SouthLondonMum22 · 03/02/2025 18:55

Needspaceforlego · 03/02/2025 18:50

Yes protect yourself, don't give up work completely. Keep a toe in the door so you can return to full-time work at some point.

But there also needs to be a balance between outsourcing childcare, caring for your own kids and your own stress levels.

So many tweens and teens are struggling with anxiety and MH issues. All of which gets blamed on mobile phones, but I can't help wonder is being put in nurseries and really long hours in childcare or being carted round tons of activities and very little time just playing with their parents playing it's part?

Which needs to be the responsibility of both parents, not just the mother. Right now, it is almost always the mother who either sacrifices her career or takes a massive step back.

I think it's hugely complex and is incredibly unlikely to be down to just one thing, especially as I'm sure there's many people out there who had a SAHP growing up who have anxiety/MH issues and not to mention that it isn't good for children to be raised in poverty and can also be bad for anxiety/MH issues.

TheFourthTime · 03/02/2025 19:02

Ontherocksthisyear · 29/01/2025 21:13

I'm sorry, but the fact you have two children under 3 in nursery for that many hours in a day is shocking and cruel.

How sorry are you? Really?!

SleeplessInWherever · 03/02/2025 19:08

SouthLondonMum22 · 03/02/2025 15:49

It isn't cynical or insecure, it's realistic and unfortunately happens all of the time. I don't see why someone wouldn't want to protect themselves financially.

I feel secure knowing that if my marriage was to end for whatever reason, I wouldn't have to worry financially.

This.

Mine did end, and if I hadn’t had the income I do, there’s no way I’d have financially survived. Or, I’d have been trapped in a marriage I hated because I couldn’t afford to leave.

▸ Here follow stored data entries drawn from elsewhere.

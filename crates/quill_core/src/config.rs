//! Parser configuration.

use std::fmt;

use crate::error::{ErrorCollector, ErrorHandler};
use crate::parser::ast::NodeInfo;

/// Backtracking budget handed to the host regex engine by default.
pub const DEFAULT_BACKTRACK_LIMIT: usize = 1_000_000;

/// Default bound on nested assignment-expression recursion.
pub const DEFAULT_MAX_ASSIGNMENT_DEPTH: u32 = 256;

/// How regular-expression literals are processed while scanning.
#[derive(Debug, Clone, Copy, PartialEq, Eq, Default)]
pub enum RegExpMode {
    /// Only the flags are checked; the pattern is stored verbatim.
    Skip,
    /// The pattern is fully validated but not translated.
    Validate,
    /// The pattern is validated, translated and compiled for the host engine.
    #[default]
    Adapt,
}

/// Callback invoked once for every finalized AST node.
pub type NodeCallback = Box<dyn FnMut(&NodeInfo)>;

/// Options controlling a parse.
///
/// ```
/// use quill_core::config::{ParserOptions, RegExpMode};
///
/// let options = ParserOptions::new()
///     .tolerant(true)
///     .tokens(true)
///     .regexp(RegExpMode::Validate);
/// assert!(options.tolerant);
/// ```
pub struct ParserOptions {
    /// Record tolerable errors and keep parsing instead of aborting.
    pub tolerant: bool,
    /// Collect comments into the parse output.
    pub comments: bool,
    /// Collect every consumed token into the parse output.
    pub tokens: bool,
    /// Regular-expression processing mode.
    pub regexp: RegExpMode,
    /// Backtracking budget for compiled regular expressions.
    pub regex_backtrack_limit: usize,
    /// Maximum nesting of assignment expressions before the parse aborts.
    pub max_assignment_depth: u32,
    /// Accept `return` at the top level of a script.
    pub allow_return_outside_function: bool,
    /// Added to every reported line number, for sources spliced into a
    /// larger virtual file.
    pub line_offset: u32,
    /// Error collaborator; an [`ErrorCollector`] honoring `tolerant` when
    /// unset.
    pub error_handler: Option<Box<dyn ErrorHandler>>,
    /// Per-node callback.
    pub on_node: Option<NodeCallback>,
}

impl Default for ParserOptions {
    fn default() -> Self {
        Self {
            tolerant: false,
            comments: false,
            tokens: false,
            regexp: RegExpMode::default(),
            regex_backtrack_limit: DEFAULT_BACKTRACK_LIMIT,
            max_assignment_depth: DEFAULT_MAX_ASSIGNMENT_DEPTH,
            allow_return_outside_function: false,
            line_offset: 0,
            error_handler: None,
            on_node: None,
        }
    }
}

impl fmt::Debug for ParserOptions {
    fn fmt(&self, f: &mut fmt::Formatter<'_>) -> fmt::Result {
        f.debug_struct("ParserOptions")
            .field("tolerant", &self.tolerant)
            .field("comments", &self.comments)
            .field("tokens", &self.tokens)
            .field("regexp", &self.regexp)
            .field("regex_backtrack_limit", &self.regex_backtrack_limit)
            .field("max_assignment_depth", &self.max_assignment_depth)
            .field(
                "allow_return_outside_function",
                &self.allow_return_outside_function,
            )
            .field("line_offset", &self.line_offset)
            .field("error_handler", &self.error_handler.is_some())
            .field("on_node", &self.on_node.is_some())
            .finish()
    }
}

impl ParserOptions {
    /// Default options: intolerant, no token or comment collection, regexes
    /// adapted to the host engine.
    pub fn new() -> Self {
        Self::default()
    }

    pub fn tolerant(mut self, tolerant: bool) -> Self {
        self.tolerant = tolerant;
        self
    }

    pub fn comments(mut self, comments: bool) -> Self {
        self.comments = comments;
        self
    }

    pub fn tokens(mut self, tokens: bool) -> Self {
        self.tokens = tokens;
        self
    }

    pub fn regexp(mut self, mode: RegExpMode) -> Self {
        self.regexp = mode;
        self
    }

    pub fn regex_backtrack_limit(mut self, limit: usize) -> Self {
        self.regex_backtrack_limit = limit;
        self
    }

    pub fn max_assignment_depth(mut self, depth: u32) -> Self {
        self.max_assignment_depth = depth;
        self
    }

    pub fn allow_return_outside_function(mut self, allow: bool) -> Self {
        self.allow_return_outside_function = allow;
        self
    }

    pub fn line_offset(mut self, offset: u32) -> Self {
        self.line_offset = offset;
        self
    }

    /// Install a custom error collaborator.
    pub fn error_handler(mut self, handler: impl ErrorHandler + 'static) -> Self {
        self.error_handler = Some(Box::new(handler));
        self
    }

    /// Install a per-node callback.
    pub fn on_node(mut self, callback: impl FnMut(&NodeInfo) + 'static) -> Self {
        self.on_node = Some(Box::new(callback));
        self
    }

    /// Takes the configured error handler, or builds the default one.
    pub(crate) fn take_error_handler(&mut self) -> Box<dyn ErrorHandler> {
        self.error_handler
            .take()
            .unwrap_or_else(|| Box::new(ErrorCollector::new(self.tolerant)))
    }
}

TheFourthTime · 03/02/2025 19:42

So many here saying money isn’t important.

Money has never been more important. This country is not in a great state. Prices are sky-high. Pay is rubbish in many jobs. House prices are out of reach of many young people.

Who knows what the future holds. If your kid has educational needs, it is easier to access provision if you have money. Your teen develops health problems and is languishing on a long waiting list; money gets you a private consultation. I doubt uni fees are going to stay like this for long; money helps fund their future. Most young adults will benefit from help with a house or rent deposit from their parents.

People are right. Kids are little for such a short time. They are older for longer, and will need support. And money will make their lives that bit more secure in these scary times.